I called my personal lawyer. I do not know what he said to Combs. Within two hours, Combs faxed over an apology. One of my male bosses was furious that I had not involved him. Combs had called him to complain that I sicced my lawyer on him, as if I somehow wasn’t playing fair.

Soon after those menacing encounters, I walked into work one morning to find my staff members tamping down panic. A couple of servers, which back then were as big as end tables and twice as heavy, had been stolen, and the scuttlebutt was that the theft was an inside job. That someone on Vibe’s publishing side had let in movers from Bad Boy. It was almost time to send pages to the printer, and the whole issue was saved on those servers. All the editorial changes. All the pages, with the advertising adjacencies that had been paid for by clients. Gone. (In response to fact-checking inquiries, Combs, via representatives, would not comment on the record for this piece.)

I’ve always remembered the threatening call. I mentioned it in my memoir, “Shine Bright,” though I got wrong the reason for his vexation. But I repressed the rest. The only reason I know the details is a chance meeting I had at the MacDowell artists’ residency this May. Ava Chin, who is now an author and a professor of creative nonfiction, was also there. I hadn’t seen her in decades. Ava asked me early in the residency if I was ever going to write about Vibe. I said, “Yes,” and she said, “Good.” Then, just before I left, I mentioned that I was writing about Combs and told her that he said he would see me dead in the trunk of a car. In the previous months, accusations of his serial abuse of women, which had been rumored for years, had surfaced, and I was thinking about my professional relationship with him. I asked her if she remembered the tense situation. Over her turkey club, Ava said, “I absolutely remember.” She wasn’t privy to the phone conversation, but she knew other details. She told me my own story. I don’t remember being shuttled from office to office. “Shuttled” is Ava’s word.

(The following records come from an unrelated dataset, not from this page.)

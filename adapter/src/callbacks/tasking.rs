// Copyright 2025 Jonas Kruckenberg
//
// Licensed under the Apache License, Version 2.0, <LICENSE-APACHE or
// http://apache.org/licenses/LICENSE-2.0> or the MIT license <LICENSE-MIT or
// http://opensource.org/licenses/MIT>, at your option. This file may not be
// copied, modified, or distributed except according to those terms.

//! Explicit tasks: create and schedule.
//!
//! Task-create packs everything the first schedule needs into the 64-bit
//! word (see [`encoding`]); a real task object is only allocated — on the
//! executing thread — when the task first runs. Undeferred tasks share the
//! parallel region's stand-in object and stay invisible to the substrate.
//!
//! [`encoding`]: crate::encoding

use crate::macros::{bug, bug_on, warn_once};
use crate::mgmt::Adapter;
use crate::regions::ToolEvent;
use crate::substrate::RegionHandle;
use crate::sys::{OmptData, TaskFlags, TaskStatus};
use crate::task::{Task, release_task_to_pool, task_from_pool};
use crate::thread::{self, InMeasurement};
use core::num::NonZeroUsize;
use core::ptr;
use core::sync::atomic::Ordering;

impl Adapter {
    /// `ompt_callback_task_create`.
    ///
    /// # Safety
    ///
    /// `encountering_task_data` must carry a task pointer this adapter
    /// installed; `new_task_data` must be the runtime's slot for the new
    /// task, writable for the duration of the call.
    pub unsafe fn task_create(
        &self,
        encountering_task_data: *mut OmptData,
        new_task_data: *mut OmptData,
        flags: TaskFlags,
        _has_dependences: bool,
        codeptr: Option<NonZeroUsize>,
    ) {
        let _guard = InMeasurement::enter();
        let atid = thread::adapter_tid();
        tracing::trace!(atid, ?flags, "task create");
        if !self.record_events() {
            tracing::trace!("event ignored (either PRE, or POST after finalize_tool)");
            return;
        }

        // Safety: slot validity per the function contract.
        let encountering_task = unsafe { (*encountering_task_data).ptr() }.cast::<Task>();
        bug_on!(encountering_task.is_null());
        // Safety: the encountering task is owned by the calling thread.
        if unsafe { (*encountering_task).belongs_to_league } {
            warn_once!("OpenMP league task-create event detected; not handled yet");
            // Safety: slot validity per the function contract.
            unsafe { (*new_task_data).value = 0 };
            return;
        }

        bug_on!(!flags.contains(TaskFlags::EXPLICIT), "expected explicit task only");
        bug_on!(flags.contains(TaskFlags::TASKWAIT), "taskwait-init not supported yet");

        // No scheduling events occur when switching to or from a merged
        // task; the others are assumed to trigger task-schedule events.
        if flags.contains(TaskFlags::MERGED) {
            // Safety: slot validity per the function contract.
            unsafe { (*new_task_data).ptr = encountering_task.cast() };
            tracing::trace!(atid, "task create: merged");
            return;
        }

        let layout = self.word_layout();

        // Undeferred tasks execute immediately and generate no substrate
        // task events; an invalid region in the word communicates that to
        // task-schedule.
        if flags.contains(TaskFlags::UNDEFERRED) {
            // Safety: slot validity per the function contract.
            unsafe { (*new_task_data).value = layout.encode_undeferred() };
            tracing::trace!(atid, "task create: undeferred");
            return;
        }

        let event = if flags.contains(TaskFlags::UNTIED) {
            ToolEvent::TaskUntied
        } else {
            ToolEvent::Task
        };
        let task_region = self.get_region(codeptr, event);
        bug_on!(task_region == RegionHandle::INVALID);

        let thread_num = self.current_thread_num();
        // Safety: see above; the region object outlives its tasks.
        let parallel = unsafe { &*(*encountering_task).parallel_region };

        // The counter slot is owned by this thread (indexed by its
        // thread-num within the team).
        let generation_slot = &parallel.task_generation_numbers[thread_num as usize];
        let generation = generation_slot.load(Ordering::Relaxed);
        bug_on!(
            parallel.packing.max_explicit_tasks == generation,
            "cannot handle more than {} task creations per thread",
            parallel.packing.max_explicit_tasks
        );
        let generation = generation + 1;
        generation_slot.store(generation, Ordering::Relaxed);

        let word = parallel
            .packing
            .encode(layout, task_region, thread_num, generation);
        // Safety: slot validity per the function contract.
        unsafe { (*new_task_data).value = word };

        // The duration of task-create is pure tool time; enter and exit at
        // one timestamp.
        let create_region = self.get_region(codeptr, ToolEvent::TaskCreate);
        let location = self.current_location();
        let timestamp = self.now();
        self.enter_at(&location, timestamp, create_region);
        self.substrate()
            .task_create(&location, thread_num, generation);
        self.exit_at(&location, timestamp, create_region);

        tracing::trace!(atid, thread_num, generation, word, "task created");
    }

    /// `ompt_callback_task_schedule`.
    ///
    /// # Safety
    ///
    /// `prior_task_data` must carry a task pointer this adapter installed;
    /// `next_task_data` must carry either such a pointer or a task-create
    /// word written by [`Adapter::task_create`].
    pub unsafe fn task_schedule(
        &self,
        prior_task_data: *mut OmptData,
        prior_task_status: TaskStatus,
        next_task_data: *mut OmptData,
    ) {
        let _guard = InMeasurement::enter();
        let atid = thread::adapter_tid();
        tracing::trace!(atid, ?prior_task_status, "task schedule");
        if !self.record_events() {
            tracing::trace!("event ignored (either PRE, or POST after finalize_tool)");
            return;
        }

        bug_on!(
            prior_task_status != TaskStatus::Switch && prior_task_status != TaskStatus::Complete,
            "only prior_task_status complete and switch supported"
        );

        // Safety: slot validity per the function contract.
        let prior_task = unsafe { (*prior_task_data).ptr() }.cast::<Task>();
        bug_on!(prior_task.is_null());

        // League scheduling would need prior and next taken into account;
        // skip it entirely.
        // Safety: the prior task is owned by the calling thread.
        if unsafe { (*prior_task).belongs_to_league } || unsafe { (*next_task_data).value() } == 0 {
            warn_once!("OpenMP league task-schedule event detected; not handled yet");
            return;
        }

        // The next-task branch below still reads through `prior_task` after
        // a completed task went back to the pool; take what it needs first.
        // Safety: see above.
        let prior_parallel = unsafe { (*prior_task).parallel_region };

        if prior_task_status == TaskStatus::Complete {
            // Safety: the completing task is owned by the calling thread.
            let undeferred = unsafe { (*prior_task).is_undeferred };
            if undeferred {
                tracing::trace!(atid, "completing undeferred task");
            } else {
                // Safety: see above.
                unsafe {
                    bug_on!(
                        !(*prior_task).kind.contains(TaskFlags::EXPLICIT),
                        "expected only explicit tasks to show up with status complete"
                    );
                    let Some(substrate_task) = (*prior_task).substrate_task else {
                        bug!("explicit task completed before its first schedule");
                    };
                    let location = self.current_location();
                    self.substrate()
                        .task_end(&location, (*prior_task).region, substrate_task);
                    release_task_to_pool(prior_task);
                }
                tracing::trace!(atid, "completing task");
            }
            // Safety: slot validity per the function contract.
            unsafe { (*prior_task_data).ptr = ptr::null_mut() };
        } else {
            tracing::trace!(atid, "suspending task");
        }

        // Handle the next task.
        // Safety: slot validity per the function contract.
        bug_on!(
            unsafe { (*next_task_data).ptr() }.is_null(),
            "task_data not initialized, should not happen"
        );

        let layout = self.word_layout();
        // Safety: slot validity per the function contract.
        let word = unsafe { (*next_task_data).value() };
        if layout.is_new_task(word) {
            // First schedule for this task: unpack the task-create data and
            // build the real task object.
            let region = layout.decode_region(word);
            // Safety: the region object is kept alive by its team.
            let parallel = unsafe { &*prior_parallel };

            if region == RegionHandle::INVALID {
                // Undeferred: pass the region's shared stand-in around and
                // emit nothing.
                // Safety: embedded in the region object, same lifetime.
                unsafe {
                    (*next_task_data).ptr =
                        ptr::addr_of!(parallel.undeferred_task).cast_mut().cast();
                }
                tracing::trace!(atid, "starting undeferred task");
            } else {
                let thread_num = parallel.packing.decode_thread_num(word);
                let generation = parallel.packing.decode_generation(word);

                let next_task = task_from_pool();
                let location = self.current_location();
                let substrate_task =
                    self.substrate()
                        .task_begin(&location, region, thread_num, generation);
                // Safety: freshly pooled, not yet shared.
                unsafe {
                    (*next_task).kind = TaskFlags::EXPLICIT;
                    (*next_task).parallel_region = prior_parallel;
                    (*next_task).region = region;
                    (*next_task).substrate_task = Some(substrate_task);
                }
                // The word's new-task bit is odd; the pointer replacing it
                // is even, so later schedules take the other branch.
                // Safety: slot validity per the function contract.
                unsafe { (*next_task_data).ptr = next_task.cast() };
                tracing::trace!(atid, thread_num, generation, "starting task");
            }
        } else {
            // Safety: a cleared slot carries a task pointer we installed.
            let next_task = unsafe { (*next_task_data).ptr() }.cast::<Task>();
            // Safety: the resuming task is owned by the calling thread.
            let undeferred = unsafe { (*next_task).is_undeferred };
            if undeferred {
                tracing::trace!(atid, "resuming undeferred task");
            } else {
                // Safety: see above.
                let Some(substrate_task) = (unsafe { (*next_task).substrate_task }) else {
                    bug!("scheduled task without substrate task");
                };
                let location = self.current_location();
                self.substrate().task_switch(&location, substrate_task);
                tracing::trace!(atid, "resuming task");
            }
        }

        // A task may have executed a parallel region, in which case
        // parallel-end stored it (the encountering task) in the location
        // slot. When switching to a different task, the slot must follow,
        // or a later overdue drain would miss the right task.
        // Safety: slot validity per the function contract.
        let next_task = unsafe { (*next_task_data).ptr() }.cast::<Task>();
        if next_task != prior_task {
            let location = self.current_location();
            location.subsystem_data().task_exchange().swap(next_task);
        }
    }
}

The entire memory had been removed from my mind, like the servers that were stolen from the offices. I wanted someone else to validate the story, so from the rear garden of MacDowell’s main building, I FaceTimed Jesse Washington, who is now a journalist and filmmaker. When he confirmed Ava’s recounting, I stared at the long green meadow, processing. The fact that two people had to tell me a story about myself was mortifying. It made me question my own truths. I was flooded with questions about my own experiences of vulnerability, victimhood, ambition, fear and regret, and what all of it means with regard to my professional and personal legacies. Considering this nauseating image of myself running and hiding from Combs, of people at work protecting me, made me confront other things I’d possibly repressed about that feral and fantastic time in my life. To be a powerful woman in the music industry, and in the hip-hop media specifically, exacted a toll I’ve resisted reckoning with. It’s so much easier, frankly, to tell other people’s stories. As a journalist, I have learned how to get people to recall stuff they would rather forget or keep to themselves. It’s an art tart with betrayal. But it’s mine. And so Here we are, I was thinking in that garden. Now I have to remember.

I don’t recollect exactly how Combs and I left things after he threatened me in ’97, but it’s not as though we could stop dealing with each other. Hip-hop, inching its way toward world domination, needed us to keep contributing in our respective ways — on my end, documenting its trajectory, and on his, branching out into television, liquor and more. We interacted when necessary. Sometimes an exchange was just us smiling for cameras.